Princeton seniors Danielle Stephenson and Riley Wagner have been awarded fellowships from ReachOut 56-81-06, an alumni-funded effort that supports year-long public service projects after graduation.
Each student will receive a stipend of $30,000 to pay for living expenses during their fellowship year.
Stephenson will use her fellowship to work with LA’s BEST Afterschool Enrichment program in Los Angeles.
Wagner will spend his fellowship year in Argentina with Ingeniería Sin Fronteras (ISF, or Engineers Without Borders) planning and executing a water distribution system in the community of San Antonio de Copo.
ReachOut 56-81-06 is an effort by members of the Princeton classes of 1956, 1981 and 2006 to underwrite valuable public service projects, with special weight given to those of social significance that are innovative, creative, entrepreneurial or a combination thereof.
Each year, ReachOut awards one fellowship for a domestic project and one for an international project. The latter can be performed anywhere in the world, including the United States. The international fellowship is funded through a donation by a Class of 1956 alumnus. Two ReachOut fellows are currently in the field, working with Dogs4Diabetics in the San Francisco Bay Area and with Sesame Workshop to create “Lulus America,” a bilingual online video series.
“We are pleased once again, for the 20th consecutive year, to provide fellowships to outstanding graduating Princeton students who take the less traveled path out of the University: they design their own innovative and socially impactful year-long projects,” said Jon Wonnell and Marty Johnson of the Class of 1981, who are co-chairs of ReachOut 56-81-06. “The 2020 recipients — two outstanding seniors with extraordinary backgrounds — have developed projects that epitomize our goals: to bring unique solutions to societal challenges, in the tradition of Princeton in the nation’s service and the service of humanity.”
“Each fellow completes a project that the sponsoring organization could not afford to do otherwise,” said Jim Freund of the Class of 1956, founder of the fellowship program and co-chair of ReachOut’s Fellowship Committee. “We consider this an excellent means by which our financial contribution serves a real purpose, through the energetic efforts of a talented public-spirited graduate.”
Danielle Stephenson
Stephenson, of Guam, is concentrating in the Department of French and Italian and earning certificates in jazz studies and journalism.
Music has been a key aspect of Stephenson’s time at Princeton. She sings with the Jazz Vocal Collective and Creative Large Ensemble, as well as Sensemaya and the Tigressions. A singer-songwriter, she self-released an extended-play solo album digitally, named “Water Signs.”
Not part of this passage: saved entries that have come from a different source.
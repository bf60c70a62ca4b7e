//! Shared helpers for the integration tests: a real server on a random port,
//! backed by the in-memory store.

#![allow(dead_code)]

use std::net::TcpListener;
use std::sync::Arc;

use postboard::configuration::{
    ApplicationSettings, DatabaseSettings, JwtSettings, PostSettings, Settings,
};
use postboard::startup::run;
use postboard::store::{MemoryStore, Store};
use postboard::telemetry::try_init_telemetry;
use serde_json::{json, Value};

pub struct TestApp {
    pub address: String,
    pub client: reqwest::Client,
}

pub fn test_settings() -> Settings {
    Settings {
        database: DatabaseSettings {
            username: "postgres".to_string(),
            password: "password".to_string(),
            port: 5432,
            host: "127.0.0.1".to_string(),
            database_name: "postboard".to_string(),
            max_connections: 1,
        },
        application: ApplicationSettings {
            host: "127.0.0.1".to_string(),
            port: 0,
        },
        jwt: JwtSettings {
            secret: "integration-test-secret-at-least-32-chars".to_string(),
            access_token_expiry: 86_400,
            refresh_token_expiry: 604_800,
            issuer: "postboard-test".to_string(),
        },
        posts: PostSettings {
            require_fields: true,
        },
    }
}

pub fn spawn_app() -> TestApp {
    spawn_app_with_store(Arc::new(MemoryStore::new()), test_settings())
}

pub fn spawn_app_with_store(store: Arc<dyn Store>, settings: Settings) -> TestApp {
    try_init_telemetry();

    let listener = TcpListener::bind("127.0.0.1:0").expect("Failed to bind random port");
    let port = listener.local_addr().unwrap().port();

    let server = run(listener, store, settings).expect("Failed to bind address");
    let _ = tokio::spawn(server);

    TestApp {
        address: format!("http://127.0.0.1:{}", port),
        client: reqwest::Client::new(),
    }
}

impl TestApp {
    pub fn url(&self, path: &str) -> String {
        format!("{}{}", self.address, path)
    }

    pub async fn post_json(&self, path: &str, body: &Value) -> reqwest::Response {
        self.client
            .post(self.url(path))
            .json(body)
            .send()
            .await
            .expect("Failed to execute request.")
    }

    pub async fn register(&self, name: &str, email: &str, password: &str) -> reqwest::Response {
        self.post_json(
            "/user/register",
            &json!({"name": name, "email": email, "password": password}),
        )
        .await
    }

    pub async fn login(&self, email: &str, password: &str) -> reqwest::Response {
        self.post_json("/user/login", &json!({"email": email, "password": password}))
            .await
    }

    /// Register and log in a fresh user, returning the token payload
    pub async fn logged_in_user(&self, email: &str) -> Value {
        let response = self.register("Tester", email, "secret123").await;
        assert_eq!(201, response.status().as_u16());

        let response = self.login(email, "secret123").await;
        assert_eq!(200, response.status().as_u16());

        let body: Value = response.json().await.expect("Failed to parse response");
        body["data"].clone()
    }
}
At LA’s BEST, which serves children ages 5 to 12 from low-income families, she will develop and implement a music education curriculum in a series of Los Angeles schools that will introduce students to GarageBand software to teach the fundamentals of music theory and production.
Stephenson is a peer academic adviser in Whitman College, one of Princeton’s six residential colleges. She is a learning consultant at the McGraw Center for Teaching and Learning and works as a kindergarten tutor at Princeton Young Achievers.
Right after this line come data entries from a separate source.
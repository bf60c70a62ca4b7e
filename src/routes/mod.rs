mod auth;
mod health_check;
mod posts;
mod users;

pub use auth::refresh;
pub use health_check::health_check;
pub use posts::{create_post, delete_post, get_post, list_posts, update_post};
pub use users::{login, me, register};
/// Login requirement
///
/// Rejects requests that reached the handler without an identity attached by
/// the authentication gate. Usable as middleware on a resource or scope, or
/// as an `AuthenticatedUser` handler argument.

use actix_web::{
    body::EitherBody,
    dev::{forward_ready, Payload, Service, ServiceRequest, ServiceResponse, Transform},
    Error, FromRequest, HttpMessage, HttpRequest,
};
use futures::future::LocalBoxFuture;
use std::future::{ready, Ready};
use std::rc::Rc;

use super::auth_gate::AuthenticatedUser;
use crate::error::AppError;

impl FromRequest for AuthenticatedUser {
    type Error = AppError;
    type Future = Ready<Result<Self, Self::Error>>;

    fn from_request(req: &HttpRequest, _payload: &mut Payload) -> Self::Future {
        ready(
            req.extensions()
                .get::<AuthenticatedUser>()
                .copied()
                .ok_or_else(AppError::unauthorized),
        )
    }
}

pub struct RequireLogin;

impl<S, B> Transform<S, ServiceRequest> for RequireLogin
where
    S: Service<ServiceRequest, Response = ServiceResponse<B>, Error = Error> + 'static,
    S::Future: 'static,
    B: 'static,
{
    type Response = ServiceResponse<EitherBody<B>>;
    type Error = Error;
    type InitError = ();
    type Transform = RequireLoginService<S>;
    type Future = Ready<Result<Self::Transform, Self::InitError>>;

    fn new_transform(&self, service: S) -> Self::Future {
        ready(Ok(RequireLoginService {
            service: Rc::new(service),
        }))
    }
}

pub struct RequireLoginService<S> {
    service: Rc<S>,
}

impl<S, B> Service<ServiceRequest> for RequireLoginService<S>
where
    S: Service<ServiceRequest, Response = ServiceResponse<B>, Error = Error> + 'static,
    S::Future: 'static,
    B: 'static,
{
    type Response = ServiceResponse<EitherBody<B>>;
    type Error = Error;
    type Future = LocalBoxFuture<'static, Result<Self::Response, Self::Error>>;

    forward_ready!(service);

    fn call(&self, req: ServiceRequest) -> Self::Future {
        if req.extensions().get::<AuthenticatedUser>().is_none() {
            tracing::debug!(path = %req.path(), "Login required");
            let res = req.error_response(AppError::unauthorized());
            return Box::pin(async move { Ok(res.map_into_right_body()) });
        }

        let service = Rc::clone(&self.service);
        Box::pin(async move { service.call(req).await.map(ServiceResponse::map_into_left_body) })
    }
}

#[cfg(test)]
mod tests {
    use super::*;
    use actix_web::{test as actix_test, web, App, HttpResponse};
    use uuid::Uuid;

    async fn protected(user: AuthenticatedUser) -> HttpResponse {
        HttpResponse::Ok().body(user.user_id.to_string())
    }

    async fn open() -> HttpResponse {
        HttpResponse::Ok().finish()
    }

    #[actix_web::test]
    async fn test_extractor_rejects_anonymous() {
        let app = actix_test::init_service(App::new().route("/p", web::get().to(protected))).await;

        let req = actix_test::TestRequest::get().uri("/p").to_request();
        let resp = actix_test::call_service(&app, req).await;
        assert_eq!(resp.status(), 401);
    }

    #[actix_web::test]
    async fn test_extractor_yields_attached_identity() {
        let user_id = Uuid::new_v4();
        let app = actix_test::init_service(
            App::new()
                .wrap_fn(move |req, srv| {
                    req.extensions_mut().insert(AuthenticatedUser { user_id });
                    srv.call(req)
                })
                .route("/p", web::get().to(protected)),
        )
        .await;

        let req = actix_test::TestRequest::get().uri("/p").to_request();
        let body = actix_test::call_and_read_body(&app, req).await;
        assert_eq!(body, user_id.to_string());
    }

    #[actix_web::test]
    async fn test_middleware_rejects_anonymous() {
        let app = actix_test::init_service(
            App::new().service(web::resource("/o").wrap(RequireLogin).route(web::get().to(open))),
        )
        .await;

        let req = actix_test::TestRequest::get().uri("/o").to_request();
        let resp = actix_test::call_service(&app, req).await;
        assert_eq!(resp.status(), 401);
    }
}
“My study of music has taught me the way that music uplifts people and builds community,” said Stephenson. “My volunteer and work experience in elementary education has shown me that arts instruction allows children to be agents of their own expression.”
Riley Wagner
Wagner, from Waynesboro, Virginia, is a concentrator in chemical and biological engineering and is earning a certificate in sustainable energy.
Wagner has gained extensive hands-on experience related to water distribution systems as a Princeton undergraduate. For the past four years, he volunteered with the Princeton Engineers Without Borders Peru Team working on the design and implementation of a 15-kilometer (over 9 miles) gravity fed water system in the foothills of the Peruvian Andes, which now delivers potable water to more than 200 people
During his fellowship in Argentina, he will work closely with a school in San Antonio de Copo, helping build technical skills among the older students. Wagner also will strengthen the organization’s capacity to adopt future projects by developing a comprehensive set of resources related to water distribution systems. When at ISF- Argentina’s office in Buenos Aires, he will assist with teaching alternative energy methods to young professionals and the general public.
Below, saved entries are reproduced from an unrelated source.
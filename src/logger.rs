use actix_web::{
    dev::{forward_ready, Service, ServiceRequest, ServiceResponse, Transform},
    http::header::{HeaderName, HeaderValue},
    Error, HttpMessage,
};
use futures::future::LocalBoxFuture;
use std::rc::Rc;
use std::time::Instant;
use tracing::Instrument;

use crate::error::{AppError, ErrorContext, ErrorHandler};
use crate::middleware::AuthenticatedUser;

/// Header carrying the id every log line of the request is tagged with
pub const REQUEST_ID_HEADER: &str = "x-request-id";

/// Request logging middleware
/// Gives every request one id, opens a tracing span carrying it, logs
/// method, path, status and latency, and logs a failed request's `AppError`
/// exactly once. The id is returned to the client in `x-request-id`.
/// Headers are not logged, so bearer tokens never reach the logs.
pub struct LoggerMiddleware;

impl<S, B> Transform<S, ServiceRequest> for LoggerMiddleware
where
    S: Service<ServiceRequest, Response = ServiceResponse<B>, Error = Error> + 'static,
    S::Future: 'static,
    B: 'static,
{
    type Response = ServiceResponse<B>;
    type Error = Error;
    type InitError = ();
    type Transform = LoggerMiddlewareService<S>;
    type Future = std::future::Ready<Result<Self::Transform, Self::InitError>>;

    fn new_transform(&self, service: S) -> Self::Future {
        std::future::ready(Ok(LoggerMiddlewareService {
            service: Rc::new(service),
        }))
    }
}

pub struct LoggerMiddlewareService<S> {
    service: Rc<S>,
}

impl<S, B> Service<ServiceRequest> for LoggerMiddlewareService<S>
where
    S: Service<ServiceRequest, Response = ServiceResponse<B>, Error = Error> + 'static,
    S::Future: 'static,
    B: 'static,
{
    type Response = ServiceResponse<B>;
    type Error = Error;
    type Future = LocalBoxFuture<'static, Result<Self::Response, Self::Error>>;

    forward_ready!(service);

    fn call(&self, req: ServiceRequest) -> Self::Future {
        let start_time = Instant::now();
        let method = req.method().to_string();
        let path = req.path().to_string();
        let context = ErrorContext::new(format!("{} {}", method, path));

        let span = tracing::info_span!("request", request_id = %context.request_id);
        span.in_scope(|| tracing::debug!(method = %method, path = %path, "Request started"));

        let service = self.service.clone();

        Box::pin(
            async move {
                let result = service.call(req).await;

                let mut res = match result {
                    Ok(res) => res,
                    Err(err) => {
                        // Inner middleware answers with responses; anything
                        // left here is converted by actix itself
                        match err.as_error::<AppError>() {
                            Some(app_err) => app_err.log_error(&context),
                            None => tracing::error!(
                                request_id = %context.request_id,
                                error = %err,
                                "Request failed"
                            ),
                        }
                        return Err(err);
                    }
                };

                if let Some(err) = res.response().error() {
                    let user_id = res
                        .request()
                        .extensions()
                        .get::<AuthenticatedUser>()
                        .map(|user| user.user_id);
                    let context = match user_id {
                        Some(user_id) => context.clone().with_user_id(user_id),
                        None => context.clone(),
                    };

                    match err.as_error::<AppError>() {
                        Some(app_err) => app_err.log_error(&context),
                        None => tracing::warn!(
                            request_id = %context.request_id,
                            error = %err,
                            "Request rejected"
                        ),
                    }
                }

                if let Ok(value) = HeaderValue::from_str(&context.request_id) {
                    res.headers_mut()
                        .insert(HeaderName::from_static(REQUEST_ID_HEADER), value);
                }

                tracing::info!(
                    method = %method,
                    path = %path,
                    status = res.status().as_u16(),
                    elapsed_ms = start_time.elapsed().as_millis() as u64,
                    "Request completed"
                );

                Ok(res)
            }
            .instrument(span),
        )
    }
}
“I am passionate about international development and I believe that through a one-year fellowship from ReachOut, I could make a substantial and lasting impact on both the organization and the communities that it serves,” Wagner said. “These types of engineering projects are designed to operate for at least 20 years, so this work is expected to have a profound impact on this community even decades after this fellowship has ended.”
Along with his experiences in Peru, Wagner pursued further international opportunities as an undergraduate. He had summer internships relating to renewable energy in Germany and the Philippines. He spent the spring semester of his sophomore year studying in Santander, Spain, at the Universidad de Cantabria, and followed that experience the following summer by studying Italian.
He has served as a Study Abroad Global Ambassador at Princeton to share his insights with other students interested in studying abroad and is co-founder of the Princeton Exchange Student Network, a student group aimed at easing the adjustment to Princeton from incoming international exchange students.
Wagner is a member of the engineering honor society Tau Beta Pi and is affiliated with Rockefeller College.